Pictured above: Mark Ruffalo in a still from Spotlight during the film screening at the African Centre for Media Excellence. …


Pictured above: Mark Ruffalo in a still from Spotlight during the film
screening at the African Centre for Media Excellence.

When the extent of the horror became clear toward the end of Spotlight, a
film that tracks the Boston Globe investigation into Catholic church
pedophilia, the audience visibly recoiled, terrified by the scale of sex
abuse.

I was terrified too. I couldn’t think of many newspapers that could carry
out such a painstaking probe today. How many abuses had we missed in
newsrooms with shrinking staff and vanishing watchdog teams? How many
crucial stories had gone unrevealed as turmoil gripped the news industry?

I couldn’t have picked a better time or place to watch Spotlight. I saw it
at a media screening by the African Centre for Media Excellence in Uganda,
a country with questionable press freedom credentials. I watched it
alongside fellows supported by IWMF, an organization that provides funding
for journalism so reporters can chase underreported stories in
underreported regions.

Was independent grant-based funding the future of investigative reporting,
I wondered.

The movie fired up the room full of journalists. Why can’t we do that kind
of reporting here, Ugandan journalists asked themselves in the
post-screening discussion.

Well, for one, chasing the trail of court documents, that prized tool of
muckrakers, was challenging in Uganda, one journalist noted.

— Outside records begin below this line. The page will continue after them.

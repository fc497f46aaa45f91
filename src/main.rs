use clap::Parser;
use howto_bot::app::interactive;
use howto_bot::core::images::{
    default_image_dirs, find_recent_images, validate_image, RECENT_IMAGE_LIMIT,
};
use howto_bot::core::ConfigProvider;
use howto_bot::utils::{logger, validation::Validate};
use howto_bot::{
    BedrockClient, BotError, CliConfig, ConfluenceClient, DashboardPipeline, LocalStorage,
    Orchestrator, Settings,
};
use std::path::PathBuf;
use std::sync::Arc;

fn exit_with(context: &str, e: BotError) -> ! {
    e.report(context);
    std::process::exit(e.exit_code())
}

fn print_dry_run(config: &CliConfig, settings: &Settings) {
    println!("🧪 Dry run, nothing will be sent");
    println!("Mode: {:?}", config.mode);
    println!("Output directory: {}", config.output_path());
    for image in &config.images {
        match validate_image(image) {
            Ok(path) => println!("   ✅ {}", path.display()),
            Err(e) => println!("   ❌ {}", e.user_friendly_message()),
        }
    }
    match settings.analysis_settings() {
        Ok(analysis) => println!("Analysis model: {} via {}", analysis.model_id, analysis.endpoint),
        Err(e) => println!("Analysis not configured: {}", e.user_friendly_message()),
    }
    if config.publish {
        match settings.publish_settings() {
            Ok(publish) => println!("Publish to space {} at {}", publish.space_key, publish.url),
            Err(e) => println!("Publishing not configured: {}", e.user_friendly_message()),
        }
    }
}

#[tokio::main]
async fn main() {
    let mut config = CliConfig::parse();

    // 初始化日誌
    logger::init_logger(config.verbose, config.log_json);
    tracing::info!("Starting howto-bot");

    let settings = Settings::load(config.config.as_deref())
        .unwrap_or_else(|e| exit_with("Configuration loading", e));
    config.resolve_output_path(settings.output_dir());
    if config.verbose {
        tracing::debug!("CLI config: {:?}", config);
    }

    // 驗證配置
    if let Err(e) = config.validate().and_then(|_| settings.validate()) {
        exit_with("Configuration validation", e);
    }

    if config.images.is_empty() {
        let mut dirs: Vec<PathBuf> = config.scan_dirs.iter().map(PathBuf::from).collect();
        dirs.extend(default_image_dirs());
        let recent = find_recent_images(&dirs, RECENT_IMAGE_LIMIT);

        let stdin = std::io::stdin();
        let mut input = stdin.lock();
        let mut out = std::io::stdout();
        match interactive::select_images(&mut input, &mut out, &recent) {
            Ok(Some(images)) => config.images = images,
            Ok(None) => {
                println!("Goodbye!");
                return;
            }
            Err(e) => exit_with("Image selection", BotError::from(e)),
        }
    }

    if config.dry_run {
        print_dry_run(&config, &settings);
        return;
    }

    let analyzer = settings
        .analysis_settings()
        .and_then(|s| BedrockClient::new(&s))
        .unwrap_or_else(|e| exit_with("Analysis client setup", e));

    let storage = LocalStorage::new(config.output_path());
    let mut pipeline = DashboardPipeline::new(
        storage,
        config.clone(),
        Arc::new(analyzer),
        config.images.clone(),
        config.mode,
    );

    if config.publish {
        let publisher = settings
            .publish_settings()
            .and_then(|s| ConfluenceClient::new(&s))
            .unwrap_or_else(|e| exit_with("Confluence client setup", e));
        pipeline = pipeline.with_publisher(Arc::new(publisher));
    }

    if config.monitor {
        tracing::info!("🔍 System monitoring enabled");
    }
    let orchestrator = Orchestrator::new_with_monitoring(pipeline, config.monitor);
    let report = orchestrator.run().await;
    print!("{}", report);

    match report.failure {
        Some(failure) => exit_with(&format!("Stage {}", failure.stage), failure.error),
        None => println!("✅ Dashboard guide completed successfully!"),
    }
}
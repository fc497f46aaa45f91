// Domain layer: models and ports. Concrete service clients live under adapters.

pub mod model;
pub mod ports;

Another piped up that it was possible to pursue tough investigations
through non-traditional means if you were scrappy enough. The bigger
problem could be reactionary journalism in Uganda, where insignificant
developments take precedence over lengthy enterprise reporting. “That’s
what’s killing our newsroom,” a journalist said.

One young reporter said she was astonished that a hot scoop like the one
shown in Spotlight could survive unpublished for months as reporters
painstakingly built their case.

In the age of social media and in an industry that too often rewards speed
over depth, that long-drawn noble pursuit felt quaint.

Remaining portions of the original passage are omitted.